__Task brief__.
The answer is every line of the records that holds the word "decoded", copied in full.

__Material provided__.
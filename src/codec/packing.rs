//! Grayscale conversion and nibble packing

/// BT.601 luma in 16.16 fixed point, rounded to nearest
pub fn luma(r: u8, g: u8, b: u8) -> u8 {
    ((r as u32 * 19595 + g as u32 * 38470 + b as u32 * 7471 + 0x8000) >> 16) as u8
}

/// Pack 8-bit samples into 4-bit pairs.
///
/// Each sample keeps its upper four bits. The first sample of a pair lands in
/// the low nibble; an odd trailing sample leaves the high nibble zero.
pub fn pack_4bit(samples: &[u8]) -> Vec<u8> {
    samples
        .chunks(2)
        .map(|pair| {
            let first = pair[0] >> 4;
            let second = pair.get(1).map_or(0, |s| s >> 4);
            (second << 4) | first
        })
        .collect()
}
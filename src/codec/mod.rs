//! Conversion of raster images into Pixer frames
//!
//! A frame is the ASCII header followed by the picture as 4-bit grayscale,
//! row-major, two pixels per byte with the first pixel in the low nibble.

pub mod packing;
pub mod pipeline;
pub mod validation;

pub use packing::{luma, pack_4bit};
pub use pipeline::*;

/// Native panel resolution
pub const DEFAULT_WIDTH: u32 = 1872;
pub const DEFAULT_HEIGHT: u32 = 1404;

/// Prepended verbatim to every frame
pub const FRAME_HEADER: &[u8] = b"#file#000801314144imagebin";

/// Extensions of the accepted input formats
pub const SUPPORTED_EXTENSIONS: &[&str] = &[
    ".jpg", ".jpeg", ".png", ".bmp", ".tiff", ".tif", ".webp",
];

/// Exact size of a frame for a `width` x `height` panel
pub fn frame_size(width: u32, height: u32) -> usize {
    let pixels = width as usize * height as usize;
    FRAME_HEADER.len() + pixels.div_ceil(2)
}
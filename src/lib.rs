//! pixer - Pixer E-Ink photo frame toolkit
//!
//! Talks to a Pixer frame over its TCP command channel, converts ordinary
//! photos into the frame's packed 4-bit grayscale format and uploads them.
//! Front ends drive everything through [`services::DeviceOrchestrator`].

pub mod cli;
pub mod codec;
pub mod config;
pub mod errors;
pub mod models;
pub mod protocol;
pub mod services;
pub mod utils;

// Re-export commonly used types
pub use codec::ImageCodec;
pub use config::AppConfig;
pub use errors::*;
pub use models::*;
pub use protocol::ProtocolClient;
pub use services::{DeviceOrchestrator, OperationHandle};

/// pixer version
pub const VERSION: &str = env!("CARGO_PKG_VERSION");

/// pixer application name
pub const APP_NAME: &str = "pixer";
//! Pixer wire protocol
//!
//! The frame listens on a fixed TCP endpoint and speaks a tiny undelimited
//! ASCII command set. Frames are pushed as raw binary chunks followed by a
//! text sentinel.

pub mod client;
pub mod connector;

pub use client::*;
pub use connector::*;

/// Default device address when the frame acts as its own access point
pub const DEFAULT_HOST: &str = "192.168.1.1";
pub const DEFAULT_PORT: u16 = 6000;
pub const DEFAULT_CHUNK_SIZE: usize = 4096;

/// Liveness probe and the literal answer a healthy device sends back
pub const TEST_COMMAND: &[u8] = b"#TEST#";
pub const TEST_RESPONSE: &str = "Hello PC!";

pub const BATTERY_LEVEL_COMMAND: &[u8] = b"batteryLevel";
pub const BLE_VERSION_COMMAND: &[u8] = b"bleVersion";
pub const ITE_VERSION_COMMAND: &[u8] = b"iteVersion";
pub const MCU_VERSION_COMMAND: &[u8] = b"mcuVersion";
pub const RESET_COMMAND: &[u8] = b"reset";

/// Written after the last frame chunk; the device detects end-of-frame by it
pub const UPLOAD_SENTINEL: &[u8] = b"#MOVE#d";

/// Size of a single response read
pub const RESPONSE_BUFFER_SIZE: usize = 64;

---

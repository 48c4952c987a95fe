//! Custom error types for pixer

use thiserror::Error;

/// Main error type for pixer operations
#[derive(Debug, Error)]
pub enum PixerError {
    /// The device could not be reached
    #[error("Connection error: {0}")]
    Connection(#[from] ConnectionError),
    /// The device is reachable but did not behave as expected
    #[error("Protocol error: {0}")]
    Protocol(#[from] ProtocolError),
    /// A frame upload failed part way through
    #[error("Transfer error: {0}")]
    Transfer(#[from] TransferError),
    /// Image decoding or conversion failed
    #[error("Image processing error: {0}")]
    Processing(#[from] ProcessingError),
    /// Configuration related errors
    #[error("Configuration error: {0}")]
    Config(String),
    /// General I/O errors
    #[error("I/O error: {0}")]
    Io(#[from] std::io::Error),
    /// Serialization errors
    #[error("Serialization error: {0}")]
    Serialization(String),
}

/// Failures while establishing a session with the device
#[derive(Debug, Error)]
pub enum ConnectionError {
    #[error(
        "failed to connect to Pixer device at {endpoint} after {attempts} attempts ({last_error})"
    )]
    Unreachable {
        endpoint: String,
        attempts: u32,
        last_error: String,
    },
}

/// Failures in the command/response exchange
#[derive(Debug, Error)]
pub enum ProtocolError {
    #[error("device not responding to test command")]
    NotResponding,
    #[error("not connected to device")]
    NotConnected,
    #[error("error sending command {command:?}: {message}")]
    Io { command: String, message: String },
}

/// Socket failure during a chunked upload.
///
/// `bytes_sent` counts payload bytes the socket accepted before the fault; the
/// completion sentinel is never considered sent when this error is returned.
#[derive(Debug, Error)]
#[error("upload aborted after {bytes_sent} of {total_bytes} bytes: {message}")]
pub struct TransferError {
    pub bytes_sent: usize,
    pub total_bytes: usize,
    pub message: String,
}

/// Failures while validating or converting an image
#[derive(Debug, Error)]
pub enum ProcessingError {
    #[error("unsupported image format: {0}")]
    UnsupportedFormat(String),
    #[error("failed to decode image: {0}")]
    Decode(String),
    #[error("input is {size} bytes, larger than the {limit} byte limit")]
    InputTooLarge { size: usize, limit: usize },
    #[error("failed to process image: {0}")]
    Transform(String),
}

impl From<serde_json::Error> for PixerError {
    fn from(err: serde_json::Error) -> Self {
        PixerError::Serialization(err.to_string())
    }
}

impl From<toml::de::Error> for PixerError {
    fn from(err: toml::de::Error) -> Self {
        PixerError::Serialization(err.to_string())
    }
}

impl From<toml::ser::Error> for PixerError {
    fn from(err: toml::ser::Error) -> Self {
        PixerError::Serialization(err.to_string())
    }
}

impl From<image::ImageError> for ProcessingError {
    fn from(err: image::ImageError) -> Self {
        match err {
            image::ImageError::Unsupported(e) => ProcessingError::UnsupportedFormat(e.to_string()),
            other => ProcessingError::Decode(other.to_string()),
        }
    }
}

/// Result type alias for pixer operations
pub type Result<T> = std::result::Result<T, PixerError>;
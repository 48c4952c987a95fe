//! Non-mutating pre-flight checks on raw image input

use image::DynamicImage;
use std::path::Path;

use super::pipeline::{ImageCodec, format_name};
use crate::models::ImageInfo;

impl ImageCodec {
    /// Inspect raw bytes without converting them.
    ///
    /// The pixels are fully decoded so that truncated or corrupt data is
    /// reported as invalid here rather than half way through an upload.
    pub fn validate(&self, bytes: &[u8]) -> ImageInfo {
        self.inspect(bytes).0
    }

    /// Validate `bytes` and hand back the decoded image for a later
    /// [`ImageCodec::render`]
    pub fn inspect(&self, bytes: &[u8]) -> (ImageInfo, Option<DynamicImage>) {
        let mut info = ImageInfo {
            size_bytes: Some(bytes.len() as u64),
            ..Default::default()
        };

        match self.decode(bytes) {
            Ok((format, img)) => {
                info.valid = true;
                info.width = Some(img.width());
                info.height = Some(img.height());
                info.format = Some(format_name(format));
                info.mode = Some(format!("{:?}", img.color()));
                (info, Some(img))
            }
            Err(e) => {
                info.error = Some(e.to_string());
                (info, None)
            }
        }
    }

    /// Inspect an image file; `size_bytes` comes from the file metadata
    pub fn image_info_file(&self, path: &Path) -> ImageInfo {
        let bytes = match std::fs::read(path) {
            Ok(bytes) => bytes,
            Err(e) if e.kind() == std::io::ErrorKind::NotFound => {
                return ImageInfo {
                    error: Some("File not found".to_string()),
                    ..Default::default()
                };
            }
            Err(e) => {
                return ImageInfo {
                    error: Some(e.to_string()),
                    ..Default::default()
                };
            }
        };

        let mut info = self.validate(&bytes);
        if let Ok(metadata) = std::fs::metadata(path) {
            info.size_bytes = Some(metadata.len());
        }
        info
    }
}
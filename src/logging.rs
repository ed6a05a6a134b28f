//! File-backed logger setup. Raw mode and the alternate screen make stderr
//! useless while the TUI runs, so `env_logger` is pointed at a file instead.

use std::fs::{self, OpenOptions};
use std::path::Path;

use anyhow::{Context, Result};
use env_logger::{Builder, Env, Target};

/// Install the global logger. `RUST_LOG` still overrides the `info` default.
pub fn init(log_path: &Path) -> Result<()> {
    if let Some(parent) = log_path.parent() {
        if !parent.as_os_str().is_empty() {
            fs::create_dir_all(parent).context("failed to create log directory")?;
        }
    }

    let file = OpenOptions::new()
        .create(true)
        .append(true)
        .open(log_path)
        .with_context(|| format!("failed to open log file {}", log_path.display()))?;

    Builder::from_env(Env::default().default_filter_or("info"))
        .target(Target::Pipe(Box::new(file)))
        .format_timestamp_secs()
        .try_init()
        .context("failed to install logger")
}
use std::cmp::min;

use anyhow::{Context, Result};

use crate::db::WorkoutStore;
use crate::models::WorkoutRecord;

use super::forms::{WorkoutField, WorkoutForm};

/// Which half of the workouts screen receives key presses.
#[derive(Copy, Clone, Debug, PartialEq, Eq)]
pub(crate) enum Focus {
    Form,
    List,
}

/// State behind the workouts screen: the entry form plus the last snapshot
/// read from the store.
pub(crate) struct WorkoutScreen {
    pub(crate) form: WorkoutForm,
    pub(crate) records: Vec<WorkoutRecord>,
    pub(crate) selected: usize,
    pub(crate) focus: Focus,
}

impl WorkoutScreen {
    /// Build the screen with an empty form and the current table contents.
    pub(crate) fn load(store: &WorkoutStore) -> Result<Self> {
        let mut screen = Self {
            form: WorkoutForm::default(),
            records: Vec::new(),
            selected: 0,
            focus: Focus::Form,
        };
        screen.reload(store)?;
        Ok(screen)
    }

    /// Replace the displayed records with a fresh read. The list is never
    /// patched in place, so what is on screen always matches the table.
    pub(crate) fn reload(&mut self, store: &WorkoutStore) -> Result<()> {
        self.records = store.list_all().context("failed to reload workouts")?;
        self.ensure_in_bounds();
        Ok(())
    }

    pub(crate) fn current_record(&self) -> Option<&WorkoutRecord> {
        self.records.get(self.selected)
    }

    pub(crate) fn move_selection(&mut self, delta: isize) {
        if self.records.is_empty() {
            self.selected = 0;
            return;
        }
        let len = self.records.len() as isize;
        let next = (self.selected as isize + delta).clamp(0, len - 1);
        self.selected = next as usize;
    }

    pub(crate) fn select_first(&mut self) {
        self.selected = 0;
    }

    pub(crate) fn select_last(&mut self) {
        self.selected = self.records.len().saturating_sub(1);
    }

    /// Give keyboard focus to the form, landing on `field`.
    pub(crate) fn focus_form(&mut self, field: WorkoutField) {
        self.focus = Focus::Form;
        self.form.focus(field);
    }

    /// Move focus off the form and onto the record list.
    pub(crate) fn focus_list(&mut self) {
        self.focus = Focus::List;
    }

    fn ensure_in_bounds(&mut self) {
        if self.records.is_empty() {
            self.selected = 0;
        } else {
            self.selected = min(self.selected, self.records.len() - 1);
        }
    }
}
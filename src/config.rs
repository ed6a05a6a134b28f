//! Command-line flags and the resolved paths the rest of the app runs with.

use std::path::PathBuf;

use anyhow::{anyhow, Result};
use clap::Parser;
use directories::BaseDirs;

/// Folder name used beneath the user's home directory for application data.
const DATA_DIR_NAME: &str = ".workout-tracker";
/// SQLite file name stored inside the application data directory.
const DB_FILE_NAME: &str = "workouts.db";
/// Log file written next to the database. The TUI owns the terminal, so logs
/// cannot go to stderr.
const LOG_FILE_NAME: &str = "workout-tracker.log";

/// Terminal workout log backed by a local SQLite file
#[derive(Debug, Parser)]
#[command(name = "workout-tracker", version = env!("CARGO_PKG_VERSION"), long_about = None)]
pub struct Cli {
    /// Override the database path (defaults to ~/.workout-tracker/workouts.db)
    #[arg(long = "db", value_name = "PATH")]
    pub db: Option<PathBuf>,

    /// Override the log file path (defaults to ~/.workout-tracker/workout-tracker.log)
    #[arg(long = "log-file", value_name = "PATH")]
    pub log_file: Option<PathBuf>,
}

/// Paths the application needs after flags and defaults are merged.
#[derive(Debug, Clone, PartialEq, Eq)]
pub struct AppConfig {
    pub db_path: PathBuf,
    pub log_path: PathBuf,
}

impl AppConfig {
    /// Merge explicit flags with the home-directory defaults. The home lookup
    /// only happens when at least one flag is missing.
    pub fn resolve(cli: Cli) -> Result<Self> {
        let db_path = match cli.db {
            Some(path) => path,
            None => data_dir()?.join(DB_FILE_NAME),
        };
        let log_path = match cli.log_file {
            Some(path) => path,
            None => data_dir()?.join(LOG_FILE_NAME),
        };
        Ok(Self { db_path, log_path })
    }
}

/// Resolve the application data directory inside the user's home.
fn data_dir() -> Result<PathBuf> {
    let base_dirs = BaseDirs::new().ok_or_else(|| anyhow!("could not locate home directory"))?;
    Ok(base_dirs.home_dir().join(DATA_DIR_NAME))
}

__Solved exercise__.
    /// The pixels are fully decoded so that truncated or corrupt data is
    /// Validate `bytes` and hand back the decoded image for a later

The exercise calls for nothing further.